• [Work to be completed] Return each line of the entries that mentions the word "only".

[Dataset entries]

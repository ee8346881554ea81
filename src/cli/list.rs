//! List installed resources.
//!
//! ```bash
//! bwc list
//! bwc list --mcps --verify
//! bwc list --format json
//! ```
//!
//! Listing only reads. A legacy config is shown in its migrated form but the
//! file itself is left untouched.

use anyhow::Result;
use clap::{Args, ValueEnum};
use colored::Colorize;
use serde::Serialize;
use std::collections::BTreeMap;

use super::common::{CommandContext, print_verification_results};
use crate::mcp::{McpServerConfig, VerificationEngine, VerificationResult};

/// Output format for `bwc list`.
#[derive(Clone, Copy, Debug, Default, PartialEq, Eq, ValueEnum)]
pub enum OutputFormat {
    /// Human-readable sections
    #[default]
    Table,
    /// One JSON document on stdout
    Json,
}

#[derive(Args)]
pub struct ListCommand {
    /// Show subagents
    #[arg(long)]
    agents: bool,

    /// Show slash commands
    #[arg(long)]
    commands: bool,

    /// Show MCP servers
    #[arg(long)]
    mcps: bool,

    /// Check MCP servers against Claude Code and Docker
    #[arg(long)]
    verify: bool,

    /// Output format
    #[arg(long, value_enum, default_value_t = OutputFormat::Table)]
    format: OutputFormat,

    /// Use the global config even inside a project
    #[arg(long)]
    user: bool,
}

#[derive(Debug, Default, Serialize)]
#[serde(rename_all = "camelCase")]
struct Listing {
    config_path: String,
    #[serde(skip_serializing_if = "Option::is_none")]
    subagents: Option<Vec<String>>,
    #[serde(skip_serializing_if = "Option::is_none")]
    commands: Option<Vec<String>>,
    #[serde(skip_serializing_if = "Option::is_none")]
    mcp_servers: Option<BTreeMap<String, McpServerConfig>>,
    #[serde(skip_serializing_if = "Option::is_none")]
    verification: Option<Vec<VerificationResult>>,
}

impl ListCommand {
    /// Whether the global config must be used.
    pub const fn force_user(&self) -> bool {
        self.user
    }

    const fn show_all(&self) -> bool {
        !(self.agents || self.commands || self.mcps)
    }

    /// Runs the command.
    pub async fn execute(self, ctx: &mut CommandContext) -> Result<()> {
        let listing = self.collect(ctx).await?;
        match self.format {
            OutputFormat::Json => println!("{}", serde_json::to_string_pretty(&listing)?),
            OutputFormat::Table => print_table(&listing),
        }
        Ok(())
    }

    async fn collect(&self, ctx: &mut CommandContext) -> Result<Listing> {
        let all = self.show_all();
        let loaded = ctx.store.load().await?;
        let mut listing = Listing {
            config_path: loaded.path.display().to_string(),
            ..Listing::default()
        };

        if all || self.agents {
            listing.subagents = Some(loaded.config.installed.subagents.clone());
        }
        if all || self.commands {
            listing.commands = Some(loaded.config.installed.commands.clone());
        }
        if all || self.mcps || self.verify {
            let servers = loaded.config.get_all_mcp_server_configs();
            if self.verify {
                let spinner = ctx.spinner("Verifying MCP servers");
                let results = VerificationEngine::new(&ctx.gateway).verify_all(&servers).await;
                spinner.finish_and_clear();
                listing.verification = Some(results?);
            }
            listing.mcp_servers = Some(servers);
        }
        Ok(listing)
    }
}

fn print_table(listing: &Listing) {
    println!("{} {}", "Config:".bold(), listing.config_path.dimmed());

    if let Some(subagents) = &listing.subagents {
        print_names("Subagents", subagents);
    }
    if let Some(commands) = &listing.commands {
        print_names("Commands", commands);
    }

    if let Some(verification) = &listing.verification {
        println!("\n{}", "MCP servers:".bold());
        print_verification_results(verification);
    } else if let Some(servers) = &listing.mcp_servers {
        println!("\n{}", "MCP servers:".bold());
        if servers.is_empty() {
            println!("  {}", "(none)".dimmed());
        }
        for (name, config) in servers {
            let endpoint = config.url.as_deref().map(|u| format!(" {u}")).unwrap_or_default();
            println!(
                "  {} ({}, {}, {}){}",
                name.cyan(),
                config.provider,
                config.transport,
                config.scope,
                endpoint.dimmed()
            );
        }
    }
}

fn print_names(title: &str, names: &[String]) {
    println!("\n{}", format!("{title}:").bold());
    if names.is_empty() {
        println!("  {}", "(none)".dimmed());
    }
    for name in names {
        println!("  {}", name.cyan());
    }
}
//! Add subagents, slash commands or MCP servers.
//!
//! ```bash
//! bwc add --agent code-reviewer
//! bwc add --command commit
//! bwc add --mcp postgres --source docker --scope project
//! bwc add --mcp linear --transport sse --url https://mcp.linear.app/sse
//! bwc add --mcp brave-search --env BRAVE_API_KEY=$BRAVE_API_KEY
//! bwc add --setup
//! ```
//!
//! Several `--mcp` names form a batch installed in order. A failure is reported
//! and the next name is still attempted; the first failure becomes the exit
//! status. Freshly installed servers are verified at the end.

use anyhow::Result;
use clap::{ArgGroup, Args};
use colored::Colorize;
use std::collections::BTreeMap;
use std::path::Path;
use tracing::warn;

use super::common::{CommandContext, confirm, parse_scope, print_verification_results, record_failure};
use crate::mcp::models::Transport;
use crate::mcp::{InstallOptions, InstallOutcome, Integration, ProviderReconciler, VerificationEngine};
use crate::registry::{McpServerDescriptor, MethodType, Registry, ResourceEntry};
use crate::utils::fs::{atomic_write, ensure_dir};

/// Resource kinds installed as markdown files.
#[derive(Debug, Clone, Copy, PartialEq, Eq)]
pub(crate) enum MarkdownKind {
    Subagent,
    Command,
}

impl MarkdownKind {
    pub(crate) const fn label(self) -> &'static str {
        match self {
            Self::Subagent => "subagent",
            Self::Command => "command",
        }
    }
}

#[derive(Args)]
#[command(group(ArgGroup::new("target").required(true).args(["agent", "command", "mcp", "setup"])))]
pub struct AddCommand {
    /// Subagent to install
    #[arg(long, value_name = "NAME")]
    agent: Option<String>,

    /// Slash command to install
    #[arg(long, value_name = "NAME")]
    command: Option<String>,

    /// MCP server(s) to install, in order
    #[arg(long, value_name = "NAME", num_args = 1..)]
    mcp: Vec<String>,

    /// Register the Docker MCP gateway with the Claude CLI
    #[arg(long)]
    setup: bool,

    /// Installation method: docker, npm, manual or bwc
    #[arg(long, value_name = "SOURCE")]
    source: Option<String>,

    /// Scope: local, user or project
    #[arg(long)]
    scope: Option<String>,

    /// Transport: stdio, sse or http
    #[arg(long)]
    transport: Option<String>,

    /// Endpoint for sse/http servers
    #[arg(long)]
    url: Option<String>,

    /// Environment variable for the server (repeatable)
    #[arg(long = "env", value_name = "KEY=VALUE")]
    env: Vec<String>,

    /// Overwrite existing files without asking
    #[arg(short, long)]
    yes: bool,

    /// Use the global config even inside a project
    #[arg(long)]
    user: bool,
}

impl AddCommand {
    /// Whether the global config must be used.
    pub const fn force_user(&self) -> bool {
        self.user
    }

    /// Runs the command.
    pub async fn execute(self, ctx: &mut CommandContext) -> Result<()> {
        let scope = parse_scope(self.scope.as_deref())?;
        let transport = self.transport.as_deref().map(str::parse::<Transport>).transpose()?;
        let method = self.source.as_deref().map(str::parse::<MethodType>).transpose()?;

        if self.setup {
            return setup_gateway(ctx).await;
        }
        if let Some(name) = &self.agent {
            return add_markdown(ctx, MarkdownKind::Subagent, name, self.yes).await;
        }
        if let Some(name) = &self.command {
            return add_markdown(ctx, MarkdownKind::Command, name, self.yes).await;
        }

        let options = InstallOptions {
            method,
            scope: scope.unwrap_or_default(),
            transport,
            url: self.url.clone(),
            env_vars: self.env.clone(),
        };
        add_mcp_servers(ctx, &self.mcp, &options).await
    }
}

async fn setup_gateway(ctx: &mut CommandContext) -> Result<()> {
    let newly = ProviderReconciler::new(&ctx.gateway).setup_docker_gateway().await?;
    if newly {
        println!("{} Docker MCP gateway registered with Claude Code", "✓".green());
    } else {
        println!("{} Docker MCP gateway is already registered", "✓".green());
    }
    println!("  {} Restart Claude Code to load the gateway", "→".cyan());
    Ok(())
}

async fn add_markdown(ctx: &mut CommandContext, kind: MarkdownKind, name: &str, yes: bool) -> Result<()> {
    let (client, registry) = ctx.fetch_registry().await?;
    let entry = find_markdown(&registry, kind, name)?;
    let content = client.resource_content(entry).await?;

    let dir = match kind {
        MarkdownKind::Subagent => ctx.store.subagents_dir().await?,
        MarkdownKind::Command => ctx.store.commands_dir().await?,
    };
    let path = dir.join(format!("{name}.md"));
    if path.exists() && !yes && !confirm(&format!("{} already exists. Overwrite?", path.display())).await? {
        println!("{}", "Cancelled.".yellow());
        return Ok(());
    }

    write_markdown(&dir, &path, &content).await?;

    let config = ctx.store.config_mut().await?;
    match kind {
        MarkdownKind::Subagent => config.add_installed_subagent(name),
        MarkdownKind::Command => config.add_installed_command(name),
    }
    ctx.store.save().await?;

    println!("{} Installed {} '{}' to {}", "✓".green(), kind.label(), name.bold(), path.display());
    Ok(())
}

fn find_markdown<'r>(registry: &'r Registry, kind: MarkdownKind, name: &str) -> Result<&'r ResourceEntry> {
    Ok(match kind {
        MarkdownKind::Subagent => registry.find_subagent(name)?,
        MarkdownKind::Command => registry.find_command(name)?,
    })
}

async fn write_markdown(dir: &Path, path: &Path, content: &str) -> Result<()> {
    ensure_dir(dir).await?;
    atomic_write(path, content.as_bytes()).await
}

/// Installs each server in order, then verifies the ones that succeeded.
pub(crate) async fn add_mcp_servers(ctx: &mut CommandContext, names: &[String], options: &InstallOptions) -> Result<()> {
    let registry = match ctx.fetch_registry().await {
        Ok((_, registry)) => Some(registry),
        Err(e) if options.url.is_some() => {
            warn!("Registry unavailable, installing from flags only: {e:#}");
            None
        }
        Err(e) => return Err(e),
    };

    let mut first_error = None;
    let mut installed = Vec::new();
    for name in names {
        let descriptor = match registry.as_ref().map(|r| r.find_mcp_server(name)) {
            Some(Ok(d)) => d.clone(),
            Some(Err(_)) | None if options.url.is_some() => McpServerDescriptor::named(name),
            Some(Err(e)) => {
                record_failure(&mut first_error, name, e.into());
                continue;
            }
            None => McpServerDescriptor::named(name),
        };

        match ProviderReconciler::new(&ctx.gateway).install(&mut ctx.store, &descriptor, options).await {
            Ok(outcome) => {
                print_install_outcome(&outcome);
                installed.push(outcome.name);
            }
            Err(e) => record_failure(&mut first_error, name, e),
        }
    }

    if !installed.is_empty() {
        let all = ctx.store.get_all_mcp_server_configs().await?;
        let fresh: BTreeMap<_, _> = all.into_iter().filter(|(name, _)| installed.contains(name)).collect();
        let spinner = ctx.spinner("Verifying installation");
        let results = VerificationEngine::new(&ctx.gateway).verify_all(&fresh).await;
        spinner.finish_and_clear();
        println!();
        print_verification_results(&results?);
    }

    first_error.map_or(Ok(()), Err)
}

fn print_install_outcome(outcome: &InstallOutcome) {
    println!(
        "{} Installed MCP server '{}' via {} ({} scope)",
        "✓".green(),
        outcome.name.bold(),
        outcome.method,
        outcome.config.scope
    );
    match &outcome.integration {
        Integration::Registered => println!("  {} Registered with the Claude CLI", "→".cyan()),
        Integration::ViaGateway => println!("  {} Available through the Docker MCP gateway", "→".cyan()),
        Integration::ManualFallback { reason } => {
            println!("  {} Manual configuration needed: {reason}", "⚠".yellow());
        }
    }
    if outcome.added_to_mcp_json {
        println!("  {} Added to .mcp.json", "→".cyan());
    }
    for line in &outcome.instructions {
        for part in line.lines() {
            println!("    {part}");
        }
    }
}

• [Solution to the problem]
//! Listing only reads. A legacy config is shown in its migrated form but the
            warn!("Registry unavailable, installing from flags only: {e:#}");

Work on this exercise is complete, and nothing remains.